I shall terminate this sketch of the structure of the Andes by recapitulating the principal features that characterize the Cordilleras, north-west of Darien.
Latitude 8 to 11 degrees. Mountains of the isthmus of Panama, Veragua and Costa Rica, slightly linked to the western chain of New Grenada, which is that of Choco.
Latitude 11 to 16 degrees. Mountains of Nicaragua and Guatimala; line of volcanoes north 50 degrees west, for the most part still burning, from the gulf of Nicoya to the volcano of Soconusco.
Latitude 16 to 18 degrees. Mountains of gneiss-granite in the province of Oaxaca.
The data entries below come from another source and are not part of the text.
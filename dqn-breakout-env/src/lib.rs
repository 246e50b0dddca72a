//! A brick-breaking game for pixel-based reinforcement learning.
//!
//! [`Breakout`] is a small emulator of the classic game: a paddle at the bottom,
//! six rows of bricks and five lives, rendered as a 160x210 RGB frame.
//! [`BreakoutEnv`] wraps it with the preprocessing of
//! [`atari_wrappers.py`](https://github.com/openai/baselines/blob/master/baselines/common/atari_wrappers.py):
//!
//! * action repeat with max pooling of the last two frames,
//! * end of episode at life loss in training mode,
//! * sign-clipped rewards in training mode,
//! * 84x84 grayscale frames, four of which are stacked along the last axis,
//! * the ball served with [`BreakoutAction::Fire`] at the start of every life
//!   (`fire_on_reset`).
//!
//! ```
//! use anyhow::Result;
//! use dqn_breakout_env::{BreakoutAction, BreakoutEnv, BreakoutEnvConfig};
//! use dqn_core::Env as _;
//!
//! fn main() -> Result<()> {
//!     let config = BreakoutEnvConfig::default();
//!     let mut env = BreakoutEnv::build(&config, 42)?;
//!     let _obs = env.reset()?;
//!     let (step, _) = env.step(BreakoutAction::Fire as usize);
//!     assert_eq!(step.obs.frames().len(), 84 * 84 * 4);
//!     Ok(())
//! }
//! ```
mod env;
mod game;
mod obs;
pub use env::{BreakoutEnv, BreakoutEnvConfig, BreakoutInfo};
pub use game::{Breakout, BreakoutAction, HEIGHT, WIDTH};
pub use obs::{BreakoutObs, FRAME_SIZE, N_STACK};
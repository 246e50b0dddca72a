use super::Transition;

/// A minibatch of transitions in columnar layout.
///
/// Row `i` of every column belongs to the same transition.
#[derive(Debug, Clone, PartialEq)]
pub struct TransitionBatch<O> {
    /// Observations.
    pub obs: Vec<O>,

    /// Action indices.
    pub act: Vec<usize>,

    /// Rewards.
    pub reward: Vec<f32>,

    /// Next observations.
    pub next_obs: Vec<O>,

    /// Termination flags.
    pub is_done: Vec<bool>,
}

impl<O> TransitionBatch<O> {
    /// Creates an empty batch with room for `capacity` rows.
    pub fn with_capacity(capacity: usize) -> Self {
        Self {
            obs: Vec::with_capacity(capacity),
            act: Vec::with_capacity(capacity),
            reward: Vec::with_capacity(capacity),
            next_obs: Vec::with_capacity(capacity),
            is_done: Vec::with_capacity(capacity),
        }
    }

    /// Appends a transition as a new row.
    pub fn push(&mut self, transition: Transition<O>) {
        self.obs.push(transition.obs);
        self.act.push(transition.act);
        self.reward.push(transition.reward);
        self.next_obs.push(transition.next_obs);
        self.is_done.push(transition.is_done);
    }

    /// Returns the number of rows.
    pub fn len(&self) -> usize {
        self.act.len()
    }

    /// Returns `true` if the batch has no rows.
    pub fn is_empty(&self) -> bool {
        self.act.is_empty()
    }

    /// Unpacks the batch into `(obs, act, reward, next_obs, is_done)`.
    pub fn unpack(self) -> (Vec<O>, Vec<usize>, Vec<f32>, Vec<O>, Vec<bool>) {
        (self.obs, self.act, self.reward, self.next_obs, self.is_done)
    }
}

impl<O> FromIterator<Transition<O>> for TransitionBatch<O> {
    fn from_iter<I: IntoIterator<Item = Transition<O>>>(iter: I) -> Self {
        let iter = iter.into_iter();
        let mut batch = Self::with_capacity(iter.size_hint().0);
        for t in iter {
            batch.push(t);
        }
        batch
    }
}
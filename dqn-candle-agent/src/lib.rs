//! DQN agent implemented with [candle](https://crates.io/crates/candle-core).
pub mod cnn;
pub mod dqn;
pub mod mlp;
pub mod model;
pub mod opt;
pub mod util;
use anyhow::Result;
use candle_core::Tensor;
use serde::{Deserialize, Serialize};

#[derive(Clone, Debug, Copy, Deserialize, Serialize, PartialEq)]
/// Device for using candle.
///
/// This enum is added because [`candle_core::Device`] does not support serialization.
pub enum Device {
    /// The main CPU device.
    Cpu,

    /// The main GPU device.
    Cuda(usize),
}

impl Device {
    /// Returns the first CUDA device if available, otherwise the CPU.
    pub fn cuda_if_available() -> Self {
        match candle_core::utils::cuda_is_available() {
            true => Self::Cuda(0),
            false => Self::Cpu,
        }
    }
}

impl TryFrom<Device> for candle_core::Device {
    type Error = anyhow::Error;

    fn try_from(device: Device) -> Result<Self> {
        match device {
            Device::Cpu => Ok(candle_core::Device::Cpu),
            Device::Cuda(n) => Ok(candle_core::Device::new_cuda(n)?),
        }
    }
}

/// Conversion of an observation into a tensor.
///
/// The agent stacks the tensors of several observations along a new leading
/// dimension to form a batch.
pub trait ObsTensor {
    /// Creates a tensor of the observation on `device`.
    fn to_tensor(&self, device: &candle_core::Device) -> Result<Tensor>;
}

/// Stacks observations into a batch tensor.
pub fn stack_obs<O: ObsTensor>(obs: &[O], device: &candle_core::Device) -> Result<Tensor> {
    let xs = obs
        .iter()
        .map(|o| o.to_tensor(device))
        .collect::<Result<Vec<_>>>()?;
    Ok(Tensor::stack(&xs, 0)?)
}
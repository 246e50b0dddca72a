//! Base implementation of records for logging.
use crate::error::DqnError;
use chrono::prelude::{DateTime, Local};
use std::collections::{
    hash_map::{IntoIter, Iter, Keys},
    HashMap,
};

/// Represents possible types of values that can be stored in a [`Record`].
#[derive(Debug, Clone)]
pub enum RecordValue {
    /// A single floating-point value, typically used for metrics like loss or reward.
    Scalar(f32),

    /// A timestamp with local timezone.
    DateTime(DateTime<Local>),

    /// A 1-dimensional array of floating-point values.
    Array1(Vec<f32>),

    /// A text value.
    String(String),
}

/// A container for storing key-value pairs of various data types.
///
/// # Examples
///
/// ```rust
/// use dqn_core::record::{Record, RecordValue};
///
/// let mut record = Record::from_scalar("loss", 0.5);
/// record.insert("grad_norm", RecordValue::Scalar(3.2));
///
/// assert_eq!(record.get_scalar("loss").unwrap(), 0.5);
/// ```
#[derive(Debug, Default)]
pub struct Record(HashMap<String, RecordValue>);

impl Record {
    /// Creates an empty record.
    pub fn empty() -> Self {
        Self(HashMap::new())
    }

    /// Creates a record containing a single scalar value.
    pub fn from_scalar(name: impl Into<String>, value: f32) -> Self {
        Self(HashMap::from([(name.into(), RecordValue::Scalar(value))]))
    }

    /// Creates a record from a slice of key-value pairs.
    pub fn from_slice<K: Into<String> + Clone>(s: &[(K, RecordValue)]) -> Self {
        Self(
            s.iter()
                .map(|(k, v)| (k.clone().into(), v.clone()))
                .collect(),
        )
    }

    /// Returns an iterator over the keys in the record.
    pub fn keys(&self) -> Keys<'_, String, RecordValue> {
        self.0.keys()
    }

    /// Inserts a key-value pair into the record.
    pub fn insert(&mut self, k: impl Into<String>, v: RecordValue) {
        self.0.insert(k.into(), v);
    }

    /// Returns an iterator over the key-value pairs in the record.
    pub fn iter(&self) -> Iter<'_, String, RecordValue> {
        self.0.iter()
    }

    /// Returns an iterator that consumes the record.
    pub fn into_iter_in_record(self) -> IntoIter<String, RecordValue> {
        self.0.into_iter()
    }

    /// Gets a reference to the value associated with the given key.
    pub fn get(&self, k: &str) -> Option<&RecordValue> {
        self.0.get(k)
    }

    /// Merges two records, consuming both.
    ///
    /// If both records contain the same key, the value from the second record
    /// will overwrite the value from the first record.
    pub fn merge(self, record: Record) -> Self {
        Record(self.0.into_iter().chain(record.0).collect())
    }

    /// Merges another record into this one in place.
    pub fn merge_inplace(&mut self, record: Record) {
        for (k, v) in record.into_iter_in_record() {
            self.0.insert(k, v);
        }
    }

    /// Gets a scalar value from the record.
    ///
    /// # Errors
    ///
    /// Returns an error if the key does not exist or the value is not a scalar.
    pub fn get_scalar(&self, k: &str) -> Result<f32, DqnError> {
        match self.0.get(k) {
            Some(RecordValue::Scalar(v)) => Ok(*v),
            Some(_) => Err(DqnError::RecordValueTypeError("Scalar".to_string())),
            None => Err(DqnError::RecordKeyError(k.to_string())),
        }
    }

    /// Gets a 1-dimensional array from the record.
    pub fn get_array1(&self, k: &str) -> Result<Vec<f32>, DqnError> {
        match self.0.get(k) {
            Some(RecordValue::Array1(v)) => Ok(v.clone()),
            Some(_) => Err(DqnError::RecordValueTypeError("Array1".to_string())),
            None => Err(DqnError::RecordKeyError(k.to_string())),
        }
    }

    /// Gets a string value from the record.
    pub fn get_string(&self, k: &str) -> Result<String, DqnError> {
        match self.0.get(k) {
            Some(RecordValue::String(s)) => Ok(s.clone()),
            Some(_) => Err(DqnError::RecordValueTypeError("String".to_string())),
            None => Err(DqnError::RecordKeyError(k.to_string())),
        }
    }

    /// Returns `true` if the record contains no key-value pairs.
    pub fn is_empty(&self) -> bool {
        self.0.is_empty()
    }

    /// Returns the number of entries.
    pub fn len(&self) -> usize {
        self.0.len()
    }
}

#[cfg(test)]
mod tests {
    use super::*;

    #[test]
    fn test_merge_overwrites() {
        let r1 = Record::from_slice(&[
            ("loss", RecordValue::Scalar(1.0)),
            ("name", RecordValue::String("a".into())),
        ]);
        let r2 = Record::from_scalar("loss", 2.0);
        let r = r1.merge(r2);

        assert_eq!(r.len(), 2);
        assert_eq!(r.get_scalar("loss").unwrap(), 2.0);
        assert_eq!(r.get_string("name").unwrap(), "a");
    }

    #[test]
    fn test_typed_access_errors() {
        let r = Record::from_scalar("loss", 1.0);

        assert!(matches!(
            r.get_array1("loss"),
            Err(DqnError::RecordValueTypeError(_))
        ));
        assert!(matches!(
            r.get_scalar("missing"),
            Err(DqnError::RecordKeyError(k)) if k == "missing"
        ));
    }
}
Latitude 18 1/2 to 19 1/2 degrees. Trachytic knot of Anahuac, parallel with the Nevados and the burning volcanoes of Mexico.
Latitude 19 1/2 to 20 degrees. Knot of the metaliferous mountains of
Guanaxuato and Zacatecas.
Latitude 21 3/4 to 22 degrees. Division of the Andes of Anahuac into three chains:
Eastern chain (that of Potosi and Texas), continued by the Ozark and
Wisconsin mountains, as far as Lake Superior.
Central chain (of Durango, New Mexico and the Rocky Mountains), sending on the north of the source of the river Platte (latitude 42 degrees) a branch (the Black hills) to north-east, widening greatly between the parallels 46 and 50 degrees, and lowering progressively as it approaches the mouth of Mackenzie River (latitude 68 degrees).
Western chain (of Cinaloa and Sonora). Linked by spurs to the maritime
Alps, or mountains of California.
We have yet no means of judging with precision the elevation of the Andes south of the knot of the mountains of Loxa (south latitude 3 degrees 5), but we know that on the north of that knot the Cordilleras rise five times higher than the majestic elevation of 2600 toises:
In the group of Quito, 0 to 2 degrees south latitude (Chimborazo,
Antisano, Cayambe, Cotopaxi, Collanes, Yliniza, Sangay, Tungurahua.)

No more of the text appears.